Study material START

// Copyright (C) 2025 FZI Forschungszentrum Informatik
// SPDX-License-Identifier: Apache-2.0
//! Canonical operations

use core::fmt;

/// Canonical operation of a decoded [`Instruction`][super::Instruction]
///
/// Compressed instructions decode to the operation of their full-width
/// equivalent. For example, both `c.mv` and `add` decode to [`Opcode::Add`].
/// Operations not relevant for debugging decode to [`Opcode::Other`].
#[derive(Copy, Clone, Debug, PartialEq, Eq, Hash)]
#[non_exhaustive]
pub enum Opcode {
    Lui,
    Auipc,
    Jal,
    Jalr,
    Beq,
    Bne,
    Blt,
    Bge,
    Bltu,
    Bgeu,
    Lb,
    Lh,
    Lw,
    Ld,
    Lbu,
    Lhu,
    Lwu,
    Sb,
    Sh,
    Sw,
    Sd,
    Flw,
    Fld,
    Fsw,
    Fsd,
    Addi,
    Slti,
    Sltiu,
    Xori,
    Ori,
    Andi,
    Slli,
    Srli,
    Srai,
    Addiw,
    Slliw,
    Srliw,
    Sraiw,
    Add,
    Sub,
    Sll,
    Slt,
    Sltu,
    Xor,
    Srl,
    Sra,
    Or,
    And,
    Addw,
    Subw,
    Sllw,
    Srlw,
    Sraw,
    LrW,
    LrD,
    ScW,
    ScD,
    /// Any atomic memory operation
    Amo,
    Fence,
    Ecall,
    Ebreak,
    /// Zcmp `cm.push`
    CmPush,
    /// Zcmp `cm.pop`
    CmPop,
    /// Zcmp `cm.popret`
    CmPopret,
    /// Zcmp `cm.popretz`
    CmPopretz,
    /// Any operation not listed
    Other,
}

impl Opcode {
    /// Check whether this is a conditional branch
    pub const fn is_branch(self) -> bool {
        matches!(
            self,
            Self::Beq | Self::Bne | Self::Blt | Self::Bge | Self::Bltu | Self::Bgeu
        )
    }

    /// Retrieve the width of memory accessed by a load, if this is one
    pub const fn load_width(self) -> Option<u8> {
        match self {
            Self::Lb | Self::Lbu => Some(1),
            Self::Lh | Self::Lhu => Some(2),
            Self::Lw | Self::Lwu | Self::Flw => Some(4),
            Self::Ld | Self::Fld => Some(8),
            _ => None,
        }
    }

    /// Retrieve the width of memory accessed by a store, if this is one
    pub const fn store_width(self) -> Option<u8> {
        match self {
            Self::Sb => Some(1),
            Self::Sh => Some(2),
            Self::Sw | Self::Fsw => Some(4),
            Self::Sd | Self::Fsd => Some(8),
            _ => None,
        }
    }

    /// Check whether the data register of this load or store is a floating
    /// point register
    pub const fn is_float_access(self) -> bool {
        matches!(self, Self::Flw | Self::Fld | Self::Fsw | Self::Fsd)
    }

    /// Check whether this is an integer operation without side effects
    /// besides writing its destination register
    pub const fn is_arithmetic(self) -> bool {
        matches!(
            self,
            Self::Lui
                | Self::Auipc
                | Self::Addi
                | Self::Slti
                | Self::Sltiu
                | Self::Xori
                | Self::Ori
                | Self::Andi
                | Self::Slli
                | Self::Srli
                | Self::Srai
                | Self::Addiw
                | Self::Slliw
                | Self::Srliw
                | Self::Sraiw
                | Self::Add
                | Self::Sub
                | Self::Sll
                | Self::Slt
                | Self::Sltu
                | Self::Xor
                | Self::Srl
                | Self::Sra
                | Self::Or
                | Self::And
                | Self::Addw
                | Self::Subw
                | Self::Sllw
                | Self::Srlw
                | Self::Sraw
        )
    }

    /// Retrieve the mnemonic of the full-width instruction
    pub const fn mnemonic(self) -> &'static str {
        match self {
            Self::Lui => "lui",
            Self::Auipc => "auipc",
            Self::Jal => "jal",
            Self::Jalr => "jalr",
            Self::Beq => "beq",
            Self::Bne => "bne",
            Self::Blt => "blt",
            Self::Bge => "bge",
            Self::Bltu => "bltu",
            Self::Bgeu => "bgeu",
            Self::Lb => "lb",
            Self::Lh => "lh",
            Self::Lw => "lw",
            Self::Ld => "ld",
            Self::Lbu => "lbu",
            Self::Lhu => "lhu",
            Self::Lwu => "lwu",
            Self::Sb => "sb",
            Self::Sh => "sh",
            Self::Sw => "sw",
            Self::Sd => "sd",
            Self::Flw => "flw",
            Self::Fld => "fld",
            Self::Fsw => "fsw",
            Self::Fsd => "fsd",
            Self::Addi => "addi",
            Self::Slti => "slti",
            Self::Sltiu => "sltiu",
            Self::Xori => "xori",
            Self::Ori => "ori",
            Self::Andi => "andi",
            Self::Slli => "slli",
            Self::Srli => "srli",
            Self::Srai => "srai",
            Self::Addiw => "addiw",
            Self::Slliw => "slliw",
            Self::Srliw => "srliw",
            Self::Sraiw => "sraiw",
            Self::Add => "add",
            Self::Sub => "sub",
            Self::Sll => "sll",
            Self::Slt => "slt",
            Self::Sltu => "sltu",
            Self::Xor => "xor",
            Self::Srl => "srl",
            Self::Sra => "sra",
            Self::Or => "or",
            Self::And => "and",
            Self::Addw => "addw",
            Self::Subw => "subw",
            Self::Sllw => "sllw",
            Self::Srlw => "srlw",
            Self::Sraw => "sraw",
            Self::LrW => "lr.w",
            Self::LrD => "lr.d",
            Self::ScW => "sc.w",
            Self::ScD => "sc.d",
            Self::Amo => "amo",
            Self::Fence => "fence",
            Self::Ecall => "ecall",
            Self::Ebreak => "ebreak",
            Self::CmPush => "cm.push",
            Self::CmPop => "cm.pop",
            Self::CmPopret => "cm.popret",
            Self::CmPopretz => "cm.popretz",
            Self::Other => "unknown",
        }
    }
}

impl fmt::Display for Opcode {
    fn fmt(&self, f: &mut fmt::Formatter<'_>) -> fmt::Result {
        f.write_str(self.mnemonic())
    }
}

Study material END
Study material START

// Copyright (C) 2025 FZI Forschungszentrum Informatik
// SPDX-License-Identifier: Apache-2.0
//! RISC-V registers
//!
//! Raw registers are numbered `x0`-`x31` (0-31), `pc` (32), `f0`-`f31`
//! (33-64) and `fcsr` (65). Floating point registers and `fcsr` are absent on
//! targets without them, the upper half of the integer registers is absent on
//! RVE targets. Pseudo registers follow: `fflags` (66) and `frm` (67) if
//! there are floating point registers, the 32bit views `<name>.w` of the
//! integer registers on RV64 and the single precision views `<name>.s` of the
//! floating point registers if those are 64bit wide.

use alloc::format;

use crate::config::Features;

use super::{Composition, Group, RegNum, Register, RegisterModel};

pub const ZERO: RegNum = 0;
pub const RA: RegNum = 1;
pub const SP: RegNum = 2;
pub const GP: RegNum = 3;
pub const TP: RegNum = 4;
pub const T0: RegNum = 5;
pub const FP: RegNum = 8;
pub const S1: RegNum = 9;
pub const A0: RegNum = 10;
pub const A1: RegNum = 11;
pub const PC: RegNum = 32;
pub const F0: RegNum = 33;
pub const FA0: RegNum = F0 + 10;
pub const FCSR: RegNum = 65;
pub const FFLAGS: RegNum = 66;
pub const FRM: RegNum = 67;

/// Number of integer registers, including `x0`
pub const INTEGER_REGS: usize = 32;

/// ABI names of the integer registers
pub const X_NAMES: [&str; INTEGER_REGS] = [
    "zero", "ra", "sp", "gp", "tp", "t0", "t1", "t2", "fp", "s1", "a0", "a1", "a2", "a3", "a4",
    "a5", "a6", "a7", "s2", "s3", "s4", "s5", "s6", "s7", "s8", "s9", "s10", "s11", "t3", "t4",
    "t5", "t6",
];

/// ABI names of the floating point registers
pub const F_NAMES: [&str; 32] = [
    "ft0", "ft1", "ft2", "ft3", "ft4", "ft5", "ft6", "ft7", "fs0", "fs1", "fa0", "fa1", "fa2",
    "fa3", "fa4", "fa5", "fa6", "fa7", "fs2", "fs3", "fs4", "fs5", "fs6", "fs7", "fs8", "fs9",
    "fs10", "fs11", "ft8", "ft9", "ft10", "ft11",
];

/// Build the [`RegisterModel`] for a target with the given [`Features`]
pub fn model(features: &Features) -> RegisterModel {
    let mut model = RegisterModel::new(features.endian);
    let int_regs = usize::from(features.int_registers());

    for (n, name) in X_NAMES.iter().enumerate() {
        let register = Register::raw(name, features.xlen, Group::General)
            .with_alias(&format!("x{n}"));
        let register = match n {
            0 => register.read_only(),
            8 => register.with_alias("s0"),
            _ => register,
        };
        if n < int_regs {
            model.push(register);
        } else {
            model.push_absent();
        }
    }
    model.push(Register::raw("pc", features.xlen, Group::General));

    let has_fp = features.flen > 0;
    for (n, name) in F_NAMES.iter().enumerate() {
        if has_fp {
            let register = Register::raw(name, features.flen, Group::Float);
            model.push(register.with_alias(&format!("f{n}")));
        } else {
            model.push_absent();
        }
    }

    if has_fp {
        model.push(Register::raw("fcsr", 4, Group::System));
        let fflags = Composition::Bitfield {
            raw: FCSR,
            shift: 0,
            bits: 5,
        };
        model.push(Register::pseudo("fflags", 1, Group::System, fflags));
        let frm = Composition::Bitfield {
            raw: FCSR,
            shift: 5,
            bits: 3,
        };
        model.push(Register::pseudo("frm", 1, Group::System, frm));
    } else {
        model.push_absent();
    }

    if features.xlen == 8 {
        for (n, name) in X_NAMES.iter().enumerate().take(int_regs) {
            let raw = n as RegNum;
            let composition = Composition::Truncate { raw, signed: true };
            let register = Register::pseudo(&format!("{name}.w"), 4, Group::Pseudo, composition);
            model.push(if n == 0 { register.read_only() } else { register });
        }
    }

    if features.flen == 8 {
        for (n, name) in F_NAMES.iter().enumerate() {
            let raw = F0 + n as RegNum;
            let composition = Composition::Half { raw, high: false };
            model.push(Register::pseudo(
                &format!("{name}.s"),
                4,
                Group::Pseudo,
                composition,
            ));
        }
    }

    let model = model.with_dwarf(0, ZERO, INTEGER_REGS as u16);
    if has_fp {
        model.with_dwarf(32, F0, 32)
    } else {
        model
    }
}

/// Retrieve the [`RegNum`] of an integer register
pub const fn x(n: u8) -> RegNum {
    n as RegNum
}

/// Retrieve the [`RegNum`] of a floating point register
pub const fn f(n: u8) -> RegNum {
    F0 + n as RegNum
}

Study material END

- _To do_: Scan the entries above and copy each line where "Retrieve" occurs.

- _The completed task_:
    /// Retrieve the width of memory accessed by a load, if this is one
    /// Retrieve the width of memory accessed by a store, if this is one
    /// Retrieve the mnemonic of the full-width instruction
/// Retrieve the [`RegNum`] of an integer register
/// Retrieve the [`RegNum`] of a floating point register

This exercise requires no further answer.